We’ve documented the growing impact of rooftop solar on the electricity market in South Australia on many occasions, but on Boxing Day just passed it may have hit a new record.
According to this graph from the Australian Photovoltaic Institute’s Solar Map, rooftop solar contributed up to one third of total demand in the state in the middle of the day, and at least 30 per cent from 11.30am to 3.30pm.
The South Australian grid operator has recognised the benefits of rooftop solar on the grid – it says it has pushed the peak back much later in the day, reduced the breadth of peak demand (much to the chagrin of the conventional generators who relied on the peaks for income), and reduced stress on the grid at peak times.
Indeed, this graph here shows over the three days around Boxing Day. It registers only grid demand, so not rooftop solar. Notice the dips during the day – from the grid’s point of view, off-peak now comes in the middle of the day.
But here is what the total electricity demand looks like with solar included – courtesy of the APVI Solar Map data and some chart-work from energy analyst Hugh Saddler at Pitt&Sherry.
It shows that wind accounted for nearly half of total demand on December 26. Which means that wind and solar accounted for around two thirds of total demand for large parts of the daytime hours, and just over half over the 24-hour period.

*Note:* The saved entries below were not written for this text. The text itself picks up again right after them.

//! Display views and single-file actions.
//!
//! These are one-call passthroughs with no aggregation logic. They are not
//! part of the audit and never feed into a report.

use serde::de::DeserializeOwned;
use serde_json::json;
use sheetaudit_core::{ApiError, PermissionType, SPREADSHEET_MIME_TYPE, Session, SpreadsheetApi};
use tracing::{info, instrument};

use crate::{
    GoogleApi, Service, decode,
    types::{CopiedFile, FileListResponse, FileMetadata, SpreadsheetDetails, SpreadsheetLink},
};

const LINK_FIELDS: &str = "nextPageToken, files(id, name, webViewLink)";
const DETAIL_FIELDS: &str = "id,name,webViewLink,createdTime,modifiedTime,owners";

/// Page size of the display listing when none is given.
pub const DEFAULT_LINK_PAGE_SIZE: u32 = 50;

fn require(value: &str, name: &str) -> Result<(), ApiError> {
    if value.trim().is_empty() {
        return Err(ApiError::InvalidRequest(format!(
            "{name} must not be empty"
        )));
    }
    Ok(())
}

impl GoogleApi {
    /// Lists spreadsheets for display, most recently modified first.
    ///
    /// # Errors
    ///
    /// Returns [`ApiError`] if `page_size` is not between 1 and 1000 or the
    /// Drive request fails.
    #[instrument(level = "debug", skip(self, session))]
    pub async fn list_spreadsheet_links(
        &self,
        session: &Session,
        page_size: u32,
    ) -> Result<Vec<SpreadsheetLink>, ApiError> {
        if !(1..=1000).contains(&page_size) {
            return Err(ApiError::InvalidRequest(
                "page_size must be between 1 and 1000".to_string(),
            ));
        }

        let query = [
            ("q", format!("mimeType='{SPREADSHEET_MIME_TYPE}'")),
            ("pageSize", page_size.to_string()),
            ("fields", LINK_FIELDS.to_string()),
            ("orderBy", "modifiedTime desc".to_string()),
        ];

        let response: FileListResponse<SpreadsheetLink> = self
            .get_json(session, Service::Drive, &["files"], &query)
            .await?;
        Ok(response.files)
    }

    /// Fetches file metadata and tab structure of one spreadsheet.
    ///
    /// # Errors
    ///
    /// Returns [`ApiError`] if `spreadsheet_id` is empty or either request
    /// fails.
    #[instrument(level = "debug", skip(self, session))]
    pub async fn spreadsheet_details(
        &self,
        session: &Session,
        spreadsheet_id: &str,
    ) -> Result<SpreadsheetDetails, ApiError> {
        require(spreadsheet_id, "spreadsheet_id")?;

        let path = ["files", spreadsheet_id];
        let query = [("fields", DETAIL_FIELDS.to_string())];
        let metadata = self.get_json::<FileMetadata>(session, Service::Drive, &path, &query);
        let structure = self.get_spreadsheet_structure(session, spreadsheet_id, false);
        let (metadata, structure) = futures::join!(metadata, structure);
        let (metadata, structure) = (metadata?, structure?);

        let tabs: Vec<_> = structure.into_iter().map(|s| s.tab).collect();
        Ok(SpreadsheetDetails {
            id: metadata.id,
            name: metadata.name,
            web_view_link: metadata.web_view_link,
            created_time: metadata.created_time,
            modified_time: metadata.modified_time,
            owners: metadata.owners,
            sheet_count: tabs.len(),
            tabs,
        })
    }

    /// Renames a file.
    ///
    /// # Errors
    ///
    /// Returns [`ApiError`] if either argument is empty or the update fails.
    #[instrument(level = "debug", skip(self, session))]
    pub async fn rename_file(
        &self,
        session: &Session,
        file_id: &str,
        new_name: &str,
    ) -> Result<(), ApiError> {
        require(file_id, "file_id")?;
        require(new_name, "new_name")?;

        let _: FileMetadataStub = self
            .send_json(
                session,
                self.http
                    .patch(self.url_with_segments(Service::Drive, &["files", file_id])?)
                    .json(&json!({ "name": new_name })),
            )
            .await?;

        info!(file_id, "Renamed file");
        Ok(())
    }

    /// Copies a file as `Copy of <name>`.
    ///
    /// # Errors
    ///
    /// Returns [`ApiError`] if `file_id` is empty, the source cannot be read
    /// or the copy fails.
    #[instrument(level = "debug", skip(self, session))]
    pub async fn copy_file(
        &self,
        session: &Session,
        file_id: &str,
    ) -> Result<CopiedFile, ApiError> {
        require(file_id, "file_id")?;

        let source: FileMetadataStub = self
            .get_json(
                session,
                Service::Drive,
                &["files", file_id],
                &[("fields", "name".to_string())],
            )
            .await?;

        let copy: CopiedFile = self
            .send_json(
                session,
                self.http
                    .post(self.url_with_segments(Service::Drive, &["files", file_id, "copy"])?)
                    .query(&[("fields", "id,name")])
                    .json(&json!({ "name": format!("Copy of {}", source.name) })),
            )
            .await?;

        info!(file_id, new_file_id = %copy.id, "Copied file");
        Ok(copy)
    }

    /// Moves a file to the trash.
    ///
    /// # Errors
    ///
    /// Returns [`ApiError`] if `file_id` is empty or the update fails.
    #[instrument(level = "debug", skip(self, session))]
    pub async fn trash_file(&self, session: &Session, file_id: &str) -> Result<(), ApiError> {
        require(file_id, "file_id")?;

        let _: FileMetadataStub = self
            .send_json(
                session,
                self.http
                    .patch(self.url_with_segments(Service::Drive, &["files", file_id])?)
                    .json(&json!({ "trashed": true })),
            )
            .await?;

        info!(file_id, "Trashed file");
        Ok(())
    }

    /// Deletes every `anyone` permission on a file and returns how many were
    /// removed.
    ///
    /// # Errors
    ///
    /// Returns [`ApiError`] if `file_id` is empty, the permissions cannot be
    /// listed or a deletion fails. Deletions already made are not undone.
    #[instrument(level = "debug", skip(self, session))]
    pub async fn remove_public_access(
        &self,
        session: &Session,
        file_id: &str,
    ) -> Result<usize, ApiError> {
        require(file_id, "file_id")?;

        let permissions = self.list_permissions(session, file_id).await?;
        let mut removed = 0;
        for permission in permissions
            .iter()
            .filter(|p| p.type_ == PermissionType::Anyone)
        {
            let url = self.url_with_segments(
                Service::Drive,
                &["files", file_id, "permissions", &permission.id],
            )?;
            self.send_request(session, Service::Drive, self.http.delete(url))
                .await?;
            removed += 1;
        }

        info!(file_id, removed, "Removed public access");
        Ok(removed)
    }

    async fn send_json<T: DeserializeOwned>(
        &self,
        session: &Session,
        request: reqwest::RequestBuilder,
    ) -> Result<T, ApiError> {
        let response = self.send_request(session, Service::Drive, request).await?;
        decode(response).await
    }
}

/// Minimal file resource returned by metadata updates.
#[derive(Debug, serde::Deserialize)]
struct FileMetadataStub {
    #[serde(default)]
    name: String,
}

Saddler notes that total electricity demand in SA on December 26 was low for summer because the day was relatively cool (maximum temperature in Adelaide 23.4 deg. C) and also a public holiday.
“That said, the data show that there is no technical impediment to renewable sources of generation supplying a high proportion of total electricity requirements,” Saddler says.
” The combined share of wind and solar for the whole day (midnight to midnight) was 52 per cent. The data also show the benefits of technology diversity in renewable generation. Wind and solar generation complement each other when, as is very often the case in SA, there is more wind overnight than during the day.
“This demonstrates that, when Australia eventually gets serious about transforming its electricity industry towards a low emission future, both technologies should be important parts of the total generation mix.”
And, Saddler adds, the data shows the economic benefits for electricity consumers of interconnections between states. For most of the day low cost brown coal electricity imported from Victoria displaced higher cost local coal and gas generation in SA, but on a couple of occasions surplus generation from wind in SA flowed east, helping to keep prices in Victoria slightly lower than they would otherwise have been.
There are several things to note about South Australia. It has the highest penetration of rooftop solar in the country, with more than 23 per cent of all customers having solar. It also has nearly 50 per cent of all wind capacity in the country, at around 1,500MW.
And as a result of all that, one of its two major coal generators is mothballed, and the other operators only part of the time. And its biggest gas plant, the Torrens facility owned by AGL Energy, will close half its capacity too because it is no longer needed.
Indeed, on an annualised basis, the state now meets around 40 per cent of total demand through wind and solar. That is expected to jump significantly in coming years.
The state government has a 50 per cent target by 2025, but in reality it could go much higher than that – even to 100 per cent – particularly if the national renewable energy target remains in place.
The prevalence of variable wind and solar underlines the importance of energy storage going forward. But battery storage is already proving to be economic, particularly in the role of avoiding costly upgrades and extensions to the network of poles and wires.
This in turn will encourage more renewables. The SA grid operator itself suggests that the future may lie in a series of renewables based micro grids based – it sees little future for conventional generators, or even conventional electricity retailers.